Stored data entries
====

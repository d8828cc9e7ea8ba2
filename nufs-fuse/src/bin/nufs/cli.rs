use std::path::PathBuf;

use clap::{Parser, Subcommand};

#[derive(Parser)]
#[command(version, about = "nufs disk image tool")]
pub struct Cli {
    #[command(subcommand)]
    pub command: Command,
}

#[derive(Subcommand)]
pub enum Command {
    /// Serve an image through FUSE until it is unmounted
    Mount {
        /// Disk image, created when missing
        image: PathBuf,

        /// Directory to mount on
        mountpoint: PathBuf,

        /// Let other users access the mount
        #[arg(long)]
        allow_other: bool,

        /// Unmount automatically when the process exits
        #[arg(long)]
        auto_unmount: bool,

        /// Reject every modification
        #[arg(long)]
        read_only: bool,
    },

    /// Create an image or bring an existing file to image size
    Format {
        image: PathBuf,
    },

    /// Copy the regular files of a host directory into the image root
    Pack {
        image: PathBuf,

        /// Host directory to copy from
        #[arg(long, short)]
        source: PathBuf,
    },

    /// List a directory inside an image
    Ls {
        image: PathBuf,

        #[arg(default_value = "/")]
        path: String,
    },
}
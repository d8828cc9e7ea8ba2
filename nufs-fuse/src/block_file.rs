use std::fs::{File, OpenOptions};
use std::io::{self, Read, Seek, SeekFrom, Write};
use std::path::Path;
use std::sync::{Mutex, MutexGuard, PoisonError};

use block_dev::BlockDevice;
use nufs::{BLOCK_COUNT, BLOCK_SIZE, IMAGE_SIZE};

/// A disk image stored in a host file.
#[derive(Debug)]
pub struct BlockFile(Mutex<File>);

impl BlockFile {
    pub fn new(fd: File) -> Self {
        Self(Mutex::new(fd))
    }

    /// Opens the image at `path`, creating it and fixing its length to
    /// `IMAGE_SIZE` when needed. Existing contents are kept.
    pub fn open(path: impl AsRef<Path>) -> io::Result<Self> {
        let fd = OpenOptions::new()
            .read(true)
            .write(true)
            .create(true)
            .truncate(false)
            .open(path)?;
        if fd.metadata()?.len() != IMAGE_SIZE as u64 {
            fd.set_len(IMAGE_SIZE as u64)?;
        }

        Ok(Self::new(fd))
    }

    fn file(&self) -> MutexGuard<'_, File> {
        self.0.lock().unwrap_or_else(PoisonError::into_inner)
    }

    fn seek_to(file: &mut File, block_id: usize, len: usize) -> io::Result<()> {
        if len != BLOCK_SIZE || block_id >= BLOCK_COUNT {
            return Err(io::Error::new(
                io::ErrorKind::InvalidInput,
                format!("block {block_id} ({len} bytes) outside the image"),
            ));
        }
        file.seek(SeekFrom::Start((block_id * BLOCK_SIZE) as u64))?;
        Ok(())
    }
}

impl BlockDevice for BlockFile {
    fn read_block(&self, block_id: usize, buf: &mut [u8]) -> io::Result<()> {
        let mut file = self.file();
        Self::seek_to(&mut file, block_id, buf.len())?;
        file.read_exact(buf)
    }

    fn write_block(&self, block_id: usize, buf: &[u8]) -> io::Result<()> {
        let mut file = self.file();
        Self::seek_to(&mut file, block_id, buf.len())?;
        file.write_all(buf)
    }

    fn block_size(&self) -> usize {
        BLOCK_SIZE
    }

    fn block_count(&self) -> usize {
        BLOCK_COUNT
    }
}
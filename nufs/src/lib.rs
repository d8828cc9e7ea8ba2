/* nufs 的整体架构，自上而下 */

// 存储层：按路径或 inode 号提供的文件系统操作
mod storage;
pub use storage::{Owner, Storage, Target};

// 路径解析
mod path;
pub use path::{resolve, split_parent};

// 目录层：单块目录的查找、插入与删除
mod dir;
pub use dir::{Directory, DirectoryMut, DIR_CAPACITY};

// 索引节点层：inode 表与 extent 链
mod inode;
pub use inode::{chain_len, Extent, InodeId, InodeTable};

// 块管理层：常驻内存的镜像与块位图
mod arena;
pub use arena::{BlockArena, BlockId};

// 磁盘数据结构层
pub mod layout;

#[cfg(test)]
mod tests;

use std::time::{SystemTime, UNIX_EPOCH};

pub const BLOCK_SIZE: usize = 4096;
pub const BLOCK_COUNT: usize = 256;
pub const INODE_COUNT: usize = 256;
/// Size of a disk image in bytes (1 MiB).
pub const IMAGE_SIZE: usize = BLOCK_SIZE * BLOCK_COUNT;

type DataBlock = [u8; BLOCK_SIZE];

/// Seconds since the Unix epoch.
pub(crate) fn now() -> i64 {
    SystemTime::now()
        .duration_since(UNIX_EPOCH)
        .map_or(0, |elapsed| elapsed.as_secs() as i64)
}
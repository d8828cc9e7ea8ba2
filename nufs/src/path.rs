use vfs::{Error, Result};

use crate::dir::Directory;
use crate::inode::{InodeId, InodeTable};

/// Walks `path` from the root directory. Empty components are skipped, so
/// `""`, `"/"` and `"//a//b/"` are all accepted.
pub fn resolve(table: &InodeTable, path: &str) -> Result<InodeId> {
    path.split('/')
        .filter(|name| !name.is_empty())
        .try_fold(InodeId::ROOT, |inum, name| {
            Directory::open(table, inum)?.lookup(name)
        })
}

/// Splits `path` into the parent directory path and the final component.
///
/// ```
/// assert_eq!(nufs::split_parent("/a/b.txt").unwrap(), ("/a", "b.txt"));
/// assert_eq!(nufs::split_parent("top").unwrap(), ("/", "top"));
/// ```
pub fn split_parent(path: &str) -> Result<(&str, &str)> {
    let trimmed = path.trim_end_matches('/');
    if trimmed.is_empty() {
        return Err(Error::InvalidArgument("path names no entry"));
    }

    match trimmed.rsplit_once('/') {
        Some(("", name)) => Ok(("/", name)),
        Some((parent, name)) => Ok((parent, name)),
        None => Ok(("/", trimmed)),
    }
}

====

**Work required:**
Go through the records above and copy each line exactly.

**Result for this task:**
repository d8828cc9e7ea8ba2
filename nufs-fuse/src/bin/nufs/cli.rs
use std::path::PathBuf;

use clap::{Parser, Subcommand};

#[derive(Parser)]
#[command(version, about = "nufs disk image tool")]
pub struct Cli {
    #[command(subcommand)]
    pub command: Command,
}

#[derive(Subcommand)]
pub enum Command {
    /// Serve an image through FUSE until it is unmounted
    Mount {
        /// Disk image, created when missing
        image: PathBuf,

        /// Directory to mount on
        mountpoint: PathBuf,

        /// Let other users access the mount
        #[arg(long)]
        allow_other: bool,

        /// Unmount automatically when the process exits
        #[arg(long)]
        auto_unmount: bool,

        /// Reject every modification
        #[arg(long)]
        read_only: bool,
    },

    /// Create an image or bring an existing file to image size
    Format {
        image: PathBuf,
    },

    /// Copy the regular files of a host directory into the image root
    Pack {
        image: PathBuf,

        /// Host directory to copy from
        #[arg(long, short)]
        source: PathBuf,
    },

    /// List a directory inside an image
    Ls {
        image: PathBuf,

        #[arg(default_value = "/")]
        path: String,
    },
}
repository d8828cc9e7ea8ba2
filename nufs-fuse/src/block_file.rs
use std::fs::{File, OpenOptions};
use std::io::{self, Read, Seek, SeekFrom, Write};
use std::path::Path;
use std::sync::{Mutex, MutexGuard, PoisonError};

use block_dev::BlockDevice;
use nufs::{BLOCK_COUNT, BLOCK_SIZE, IMAGE_SIZE};

/// A disk image stored in a host file.
#[derive(Debug)]
pub struct BlockFile(Mutex<File>);

impl BlockFile {
    pub fn new(fd: File) -> Self {
        Self(Mutex::new(fd))
    }

    /// Opens the image at `path`, creating it and fixing its length to
    /// `IMAGE_SIZE` when needed. Existing contents are kept.
    pub fn open(path: impl AsRef<Path>) -> io::Result<Self> {
        let fd = OpenOptions::new()
            .read(true)
            .write(true)
            .create(true)
            .truncate(false)
            .open(path)?;
        if fd.metadata()?.len() != IMAGE_SIZE as u64 {
            fd.set_len(IMAGE_SIZE as u64)?;
        }

        Ok(Self::new(fd))
    }

    fn file(&self) -> MutexGuard<'_, File> {
        self.0.lock().unwrap_or_else(PoisonError::into_inner)
    }

    fn seek_to(file: &mut File, block_id: usize, len: usize) -> io::Result<()> {
        if len != BLOCK_SIZE || block_id >= BLOCK_COUNT {
            return Err(io::Error::new(
                io::ErrorKind::InvalidInput,
                format!("block {block_id} ({len} bytes) outside the image"),
            ));
        }
        file.seek(SeekFrom::Start((block_id * BLOCK_SIZE) as u64))?;
        Ok(())
    }
}

impl BlockDevice for BlockFile {
    fn read_block(&self, block_id: usize, buf: &mut [u8]) -> io::Result<()> {
        let mut file = self.file();
        Self::seek_to(&mut file, block_id, buf.len())?;
        file.read_exact(buf)
    }

    fn write_block(&self, block_id: usize, buf: &[u8]) -> io::Result<()> {
        let mut file = self.file();
        Self::seek_to(&mut file, block_id, buf.len())?;
        file.write_all(buf)
    }

    fn block_size(&self) -> usize {
        BLOCK_SIZE
    }

    fn block_count(&self) -> usize {
        BLOCK_COUNT
    }
}
filename nufs/src/lib.rs
repository d8828cc9e7ea8ba2
/* nufs 的整体架构，自上而下 */

// 存储层：按路径或 inode 号提供的文件系统操作
mod storage;
pub use storage::{Owner, Storage, Target};

// 路径解析
mod path;
pub use path::{resolve, split_parent};

// 目录层：单块目录的查找、插入与删除
mod dir;
pub use dir::{Directory, DirectoryMut, DIR_CAPACITY};

// 索引节点层：inode 表与 extent 链
mod inode;
pub use inode::{chain_len, Extent, InodeId, InodeTable};

// 块管理层：常驻内存的镜像与块位图
mod arena;
pub use arena::{BlockArena, BlockId};

// 磁盘数据结构层
pub mod layout;

#[cfg(test)]
mod tests;

use std::time::{SystemTime, UNIX_EPOCH};

pub const BLOCK_SIZE: usize = 4096;
pub const BLOCK_COUNT: usize = 256;
pub const INODE_COUNT: usize = 256;
/// Size of a disk image in bytes (1 MiB).
pub const IMAGE_SIZE: usize = BLOCK_SIZE * BLOCK_COUNT;

type DataBlock = [u8; BLOCK_SIZE];

/// Seconds since the Unix epoch.
pub(crate) fn now() -> i64 {
    SystemTime::now()
        .duration_since(UNIX_EPOCH)
        .map_or(0, |elapsed| elapsed.as_secs() as i64)
}
repository d8828cc9e7ea8ba2
filename nufs/src/path.rs
use vfs::{Error, Result};

use crate::dir::Directory;
use crate::inode::{InodeId, InodeTable};

/// Walks `path` from the root directory. Empty components are skipped, so
/// `""`, `"/"` and `"//a//b/"` are all accepted.
pub fn resolve(table: &InodeTable, path: &str) -> Result<InodeId> {
    path.split('/')
        .filter(|name| !name.is_empty())
        .try_fold(InodeId::ROOT, |inum, name| {
            Directory::open(table, inum)?.lookup(name)
        })
}

/// Splits `path` into the parent directory path and the final component.
///
/// ```
/// assert_eq!(nufs::split_parent("/a/b.txt").unwrap(), ("/a", "b.txt"));
/// assert_eq!(nufs::split_parent("top").unwrap(), ("/", "top"));
/// ```
pub fn split_parent(path: &str) -> Result<(&str, &str)> {
    let trimmed = path.trim_end_matches('/');
    if trimmed.is_empty() {
        return Err(Error::InvalidArgument("path names no entry"));
    }

    match trimmed.rsplit_once('/') {
        Some(("", name)) => Ok(("/", name)),
        Some((parent, name)) => Ok((parent, name)),
        None => Ok(("/", trimmed)),
    }
}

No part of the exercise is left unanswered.